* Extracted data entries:
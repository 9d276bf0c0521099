//! Scripted in-memory client for testing the engine without a cluster.
//!
//! `MockClient` answers `@Statistics` calls from a per-selector script and
//! records what the engine asked for. Clones share the same script, so a test
//! can keep one handle and change behavior between gather cycles.

use std::collections::HashMap;
use std::sync::atomic::{AtomicBool, Ordering};
use std::sync::{Arc, Condvar, Mutex, PoisonError};
use std::thread;
use std::time::{Duration, Instant};

use super::{
    ClientError, ColumnType, ProcedureParam, ProcedureResponse, ResponseCallback, StatsClient,
    StatsConnection, StatsTable, Value, status,
};
use crate::category::StatsCategory;
use crate::config::ConnectSettings;
use crate::mapper::ValueKind;

/// What the mock does with a call for one selector.
#[derive(Debug, Clone)]
pub enum MockBehavior {
    /// Invoke the callback with this response.
    Respond(ProcedureResponse),
    /// Invoke the callback with a transport error.
    Fail(ClientError),
    /// Refuse the call: `call_procedure` returns `Err(Dispatch)`.
    RejectDispatch,
    /// Keep the callback until the connection is closed.
    Hang,
    /// Accept the call and drop the callback without running it.
    Drop,
}

#[derive(Default)]
struct MockState {
    behaviors: HashMap<String, MockBehavior>,
    connect_failures: usize,
    connects: usize,
    closes: usize,
    calls: Vec<(String, Vec<ProcedureParam>)>,
    hung: Vec<ResponseCallback>,
}

/// Scripted client. See the module docs.
#[derive(Clone, Default)]
pub struct MockClient {
    state: Arc<Mutex<MockState>>,
}

impl MockClient {
    /// Creates a client with an empty script.
    ///
    /// Unscripted selectors get a `GRACEFUL_FAILURE` response, the same as a
    /// server that does not know the selector.
    pub fn new() -> Self {
        Self::default()
    }

    fn state(&self) -> std::sync::MutexGuard<'_, MockState> {
        self.state.lock().unwrap_or_else(PoisonError::into_inner)
    }

    /// Sets the behavior for one category.
    pub fn on(&self, category: StatsCategory, behavior: MockBehavior) -> &Self {
        self.state()
            .behaviors
            .insert(category.selector().to_string(), behavior);
        self
    }

    /// Answers `category` with a successful response holding `table`.
    pub fn respond(&self, category: StatsCategory, table: StatsTable) -> &Self {
        self.on(
            category,
            MockBehavior::Respond(ProcedureResponse::success(vec![table])),
        )
    }

    /// Makes the next `n` connection attempts fail.
    pub fn fail_next_connects(&self, n: usize) -> &Self {
        self.state().connect_failures = n;
        self
    }

    /// Number of successful connects.
    pub fn connect_count(&self) -> usize {
        self.state().connects
    }

    /// Number of connections closed.
    pub fn close_count(&self) -> usize {
        self.state().closes
    }

    /// Every accepted or rejected call, in dispatch order.
    pub fn calls(&self) -> Vec<(String, Vec<ProcedureParam>)> {
        self.state().calls.clone()
    }

    /// A client that answers every category with one plausible row
    /// from host `h1`.
    pub fn healthy_cluster() -> Self {
        let client = Self::new();
        for category in StatsCategory::ALL {
            client.respond(category, sample_table(category, "h1", 1));
        }
        client
    }
}

/// One-row table matching `category`'s schema. Every label column holds
/// `host` (for `HOSTNAME`) or `"0"`; integer metrics hold `value`, float
/// metrics hold `value / 4`.
pub fn sample_table(category: StatsCategory, host: &str, value: i64) -> StatsTable {
    let spec = category.spec();
    let mut columns: Vec<(&str, ColumnType)> = vec![("TIMESTAMP", ColumnType::BigInt)];
    let mut row = vec![Value::Integer(1_600_000_000_000)];

    for label in spec.labels {
        let text = if label.column == "HOSTNAME" { host } else { "0" };
        columns.push((label.column, ColumnType::String));
        row.push(Value::String(text.to_string()));
    }
    for metric in spec.metrics {
        match metric.kind {
            ValueKind::Float => {
                columns.push((metric.column, ColumnType::Float));
                row.push(Value::Float(value as f64 / 4.0));
            }
            ValueKind::Integer => {
                columns.push((metric.column, ColumnType::BigInt));
                row.push(Value::Integer(value));
            }
            ValueKind::Timestamp => {
                columns.push((metric.column, ColumnType::Timestamp));
                row.push(Value::Integer(value));
            }
        }
    }

    StatsTable::new(&columns).with_row(row)
}

impl StatsClient for MockClient {
    type Connection = MockConnection;

    fn connect(&self, settings: &ConnectSettings) -> Result<MockConnection, ClientError> {
        let mut state = self.state();
        if state.connect_failures > 0 {
            state.connect_failures -= 1;
            return Err(ClientError::Connect {
                server: settings.server_list(),
                message: "connection refused".to_string(),
            });
        }
        state.connects += 1;
        Ok(MockConnection {
            state: Arc::clone(&self.state),
            closed: AtomicBool::new(false),
            outstanding: Arc::new((Mutex::new(0), Condvar::new())),
        })
    }
}

pub struct MockConnection {
    state: Arc<Mutex<MockState>>,
    closed: AtomicBool,
    outstanding: Arc<(Mutex<usize>, Condvar)>,
}

impl MockConnection {
    fn deliver(&self, callback: ResponseCallback, result: Result<ProcedureResponse, ClientError>) {
        let outstanding = Arc::clone(&self.outstanding);
        *outstanding.0.lock().unwrap_or_else(PoisonError::into_inner) += 1;
        thread::spawn(move || {
            callback(result);
            let (count, idle) = &*outstanding;
            let mut n = count.lock().unwrap_or_else(PoisonError::into_inner);
            *n -= 1;
            idle.notify_all();
        });
    }
}

impl StatsConnection for MockConnection {
    fn call_procedure(
        &self,
        procedure: &str,
        params: Vec<ProcedureParam>,
        callback: ResponseCallback,
    ) -> Result<(), ClientError> {
        if self.closed.load(Ordering::Acquire) {
            return Err(ClientError::Closed);
        }
        let selector = match params.first() {
            Some(ProcedureParam::String(s)) => s.clone(),
            _ => procedure.to_string(),
        };

        let behavior = {
            let mut state = self.state.lock().unwrap_or_else(PoisonError::into_inner);
            state.calls.push((selector.clone(), params));
            state.behaviors.get(&selector).cloned()
        };

        match behavior {
            Some(MockBehavior::Respond(response)) => self.deliver(callback, Ok(response)),
            Some(MockBehavior::Fail(error)) => self.deliver(callback, Err(error)),
            Some(MockBehavior::RejectDispatch) => {
                return Err(ClientError::Dispatch(format!("{} rejected", selector)));
            }
            Some(MockBehavior::Hang) => self
                .state
                .lock()
                .unwrap_or_else(PoisonError::into_inner)
                .hung
                .push(callback),
            Some(MockBehavior::Drop) => drop(callback),
            None => self.deliver(
                callback,
                Ok(ProcedureResponse::failure(
                    status::GRACEFUL_FAILURE,
                    format!("Invalid statistic selector {}", selector),
                )),
            ),
        }
        Ok(())
    }

    fn drain(&self, timeout: Duration) -> bool {
        let deadline = Instant::now() + timeout;
        let (count, idle) = &*self.outstanding;
        let mut n = count.lock().unwrap_or_else(PoisonError::into_inner);
        while *n > 0 {
            let now = Instant::now();
            if now >= deadline {
                return false;
            }
            n = idle
                .wait_timeout(n, deadline - now)
                .unwrap_or_else(PoisonError::into_inner)
                .0;
        }
        true
    }

    fn close(&self) {
        if self.closed.swap(true, Ordering::AcqRel) {
            return;
        }
        let hung = {
            let mut state = self.state.lock().unwrap_or_else(PoisonError::into_inner);
            state.closes += 1;
            std::mem::take(&mut state.hung)
        };
        // Dropped outside the lock: a callback's drop may report back to the caller.
        drop(hung);
    }
}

* ASSIGNMENT: Output every entry exactly as given.

* THE ANSWER:
repository 9d276bf0c0521099
//! Scripted in-memory client for testing the engine without a cluster.
//!
//! `MockClient` answers `@Statistics` calls from a per-selector script and
//! records what the engine asked for. Clones share the same script, so a test
//! can keep one handle and change behavior between gather cycles.

use std::collections::HashMap;
use std::sync::atomic::{AtomicBool, Ordering};
use std::sync::{Arc, Condvar, Mutex, PoisonError};
use std::thread;
use std::time::{Duration, Instant};

use super::{
    ClientError, ColumnType, ProcedureParam, ProcedureResponse, ResponseCallback, StatsClient,
    StatsConnection, StatsTable, Value, status,
};
use crate::category::StatsCategory;
use crate::config::ConnectSettings;
use crate::mapper::ValueKind;

/// What the mock does with a call for one selector.
#[derive(Debug, Clone)]
pub enum MockBehavior {
    /// Invoke the callback with this response.
    Respond(ProcedureResponse),
    /// Invoke the callback with a transport error.
    Fail(ClientError),
    /// Refuse the call: `call_procedure` returns `Err(Dispatch)`.
    RejectDispatch,
    /// Keep the callback until the connection is closed.
    Hang,
    /// Accept the call and drop the callback without running it.
    Drop,
}

#[derive(Default)]
struct MockState {
    behaviors: HashMap<String, MockBehavior>,
    connect_failures: usize,
    connects: usize,
    closes: usize,
    calls: Vec<(String, Vec<ProcedureParam>)>,
    hung: Vec<ResponseCallback>,
}

/// Scripted client. See the module docs.
#[derive(Clone, Default)]
pub struct MockClient {
    state: Arc<Mutex<MockState>>,
}

impl MockClient {
    /// Creates a client with an empty script.
    ///
    /// Unscripted selectors get a `GRACEFUL_FAILURE` response, the same as a
    /// server that does not know the selector.
    pub fn new() -> Self {
        Self::default()
    }

    fn state(&self) -> std::sync::MutexGuard<'_, MockState> {
        self.state.lock().unwrap_or_else(PoisonError::into_inner)
    }

    /// Sets the behavior for one category.
    pub fn on(&self, category: StatsCategory, behavior: MockBehavior) -> &Self {
        self.state()
            .behaviors
            .insert(category.selector().to_string(), behavior);
        self
    }

    /// Answers `category` with a successful response holding `table`.
    pub fn respond(&self, category: StatsCategory, table: StatsTable) -> &Self {
        self.on(
            category,
            MockBehavior::Respond(ProcedureResponse::success(vec![table])),
        )
    }

    /// Makes the next `n` connection attempts fail.
    pub fn fail_next_connects(&self, n: usize) -> &Self {
        self.state().connect_failures = n;
        self
    }

    /// Number of successful connects.
    pub fn connect_count(&self) -> usize {
        self.state().connects
    }

    /// Number of connections closed.
    pub fn close_count(&self) -> usize {
        self.state().closes
    }

    /// Every accepted or rejected call, in dispatch order.
    pub fn calls(&self) -> Vec<(String, Vec<ProcedureParam>)> {
        self.state().calls.clone()
    }

    /// A client that answers every category with one plausible row
    /// from host `h1`.
    pub fn healthy_cluster() -> Self {
        let client = Self::new();
        for category in StatsCategory::ALL {
            client.respond(category, sample_table(category, "h1", 1));
        }
        client
    }
}

/// One-row table matching `category`'s schema. Every label column holds
/// `host` (for `HOSTNAME`) or `"0"`; integer metrics hold `value`, float
/// metrics hold `value / 4`.
pub fn sample_table(category: StatsCategory, host: &str, value: i64) -> StatsTable {
    let spec = category.spec();
    let mut columns: Vec<(&str, ColumnType)> = vec![("TIMESTAMP", ColumnType::BigInt)];
    let mut row = vec![Value::Integer(1_600_000_000_000)];

    for label in spec.labels {
        let text = if label.column == "HOSTNAME" { host } else { "0" };
        columns.push((label.column, ColumnType::String));
        row.push(Value::String(text.to_string()));
    }
    for metric in spec.metrics {
        match metric.kind {
            ValueKind::Float => {
                columns.push((metric.column, ColumnType::Float));
                row.push(Value::Float(value as f64 / 4.0));
            }
            ValueKind::Integer => {
                columns.push((metric.column, ColumnType::BigInt));
                row.push(Value::Integer(value));
            }
            ValueKind::Timestamp => {
                columns.push((metric.column, ColumnType::Timestamp));
                row.push(Value::Integer(value));
            }
        }
    }

    StatsTable::new(&columns).with_row(row)
}

impl StatsClient for MockClient {
    type Connection = MockConnection;

    fn connect(&self, settings: &ConnectSettings) -> Result<MockConnection, ClientError> {
        let mut state = self.state();
        if state.connect_failures > 0 {
            state.connect_failures -= 1;
            return Err(ClientError::Connect {
                server: settings.server_list(),
                message: "connection refused".to_string(),
            });
        }
        state.connects += 1;
        Ok(MockConnection {
            state: Arc::clone(&self.state),
            closed: AtomicBool::new(false),
            outstanding: Arc::new((Mutex::new(0), Condvar::new())),
        })
    }
}

pub struct MockConnection {
    state: Arc<Mutex<MockState>>,
    closed: AtomicBool,
    outstanding: Arc<(Mutex<usize>, Condvar)>,
}

impl MockConnection {
    fn deliver(&self, callback: ResponseCallback, result: Result<ProcedureResponse, ClientError>) {
        let outstanding = Arc::clone(&self.outstanding);
        *outstanding.0.lock().unwrap_or_else(PoisonError::into_inner) += 1;
        thread::spawn(move || {
            callback(result);
            let (count, idle) = &*outstanding;
            let mut n = count.lock().unwrap_or_else(PoisonError::into_inner);
            *n -= 1;
            idle.notify_all();
        });
    }
}

impl StatsConnection for MockConnection {
    fn call_procedure(
        &self,
        procedure: &str,
        params: Vec<ProcedureParam>,
        callback: ResponseCallback,
    ) -> Result<(), ClientError> {
        if self.closed.load(Ordering::Acquire) {
            return Err(ClientError::Closed);
        }
        let selector = match params.first() {
            Some(ProcedureParam::String(s)) => s.clone(),
            _ => procedure.to_string(),
        };

        let behavior = {
            let mut state = self.state.lock().unwrap_or_else(PoisonError::into_inner);
            state.calls.push((selector.clone(), params));
            state.behaviors.get(&selector).cloned()
        };

        match behavior {
            Some(MockBehavior::Respond(response)) => self.deliver(callback, Ok(response)),
            Some(MockBehavior::Fail(error)) => self.deliver(callback, Err(error)),
            Some(MockBehavior::RejectDispatch) => {
                return Err(ClientError::Dispatch(format!("{} rejected", selector)));
            }
            Some(MockBehavior::Hang) => self
                .state
                .lock()
                .unwrap_or_else(PoisonError::into_inner)
                .hung
                .push(callback),
            Some(MockBehavior::Drop) => drop(callback),
            None => self.deliver(
                callback,
                Ok(ProcedureResponse::failure(
                    status::GRACEFUL_FAILURE,
                    format!("Invalid statistic selector {}", selector),
                )),
            ),
        }
        Ok(())
    }

    fn drain(&self, timeout: Duration) -> bool {
        let deadline = Instant::now() + timeout;
        let (count, idle) = &*self.outstanding;
        let mut n = count.lock().unwrap_or_else(PoisonError::into_inner);
        while *n > 0 {
            let now = Instant::now();
            if now >= deadline {
                return false;
            }
            n = idle
                .wait_timeout(n, deadline - now)
                .unwrap_or_else(PoisonError::into_inner)
                .0;
        }
        true
    }

    fn close(&self) {
        if self.closed.swap(true, Ordering::AcqRel) {
            return;
        }
        let hung = {
            let mut state = self.state.lock().unwrap_or_else(PoisonError::into_inner);
            state.closes += 1;
            std::mem::take(&mut state.hung)
        };
        // Dropped outside the lock: a callback's drop may report back to the caller.
        drop(hung);
    }
}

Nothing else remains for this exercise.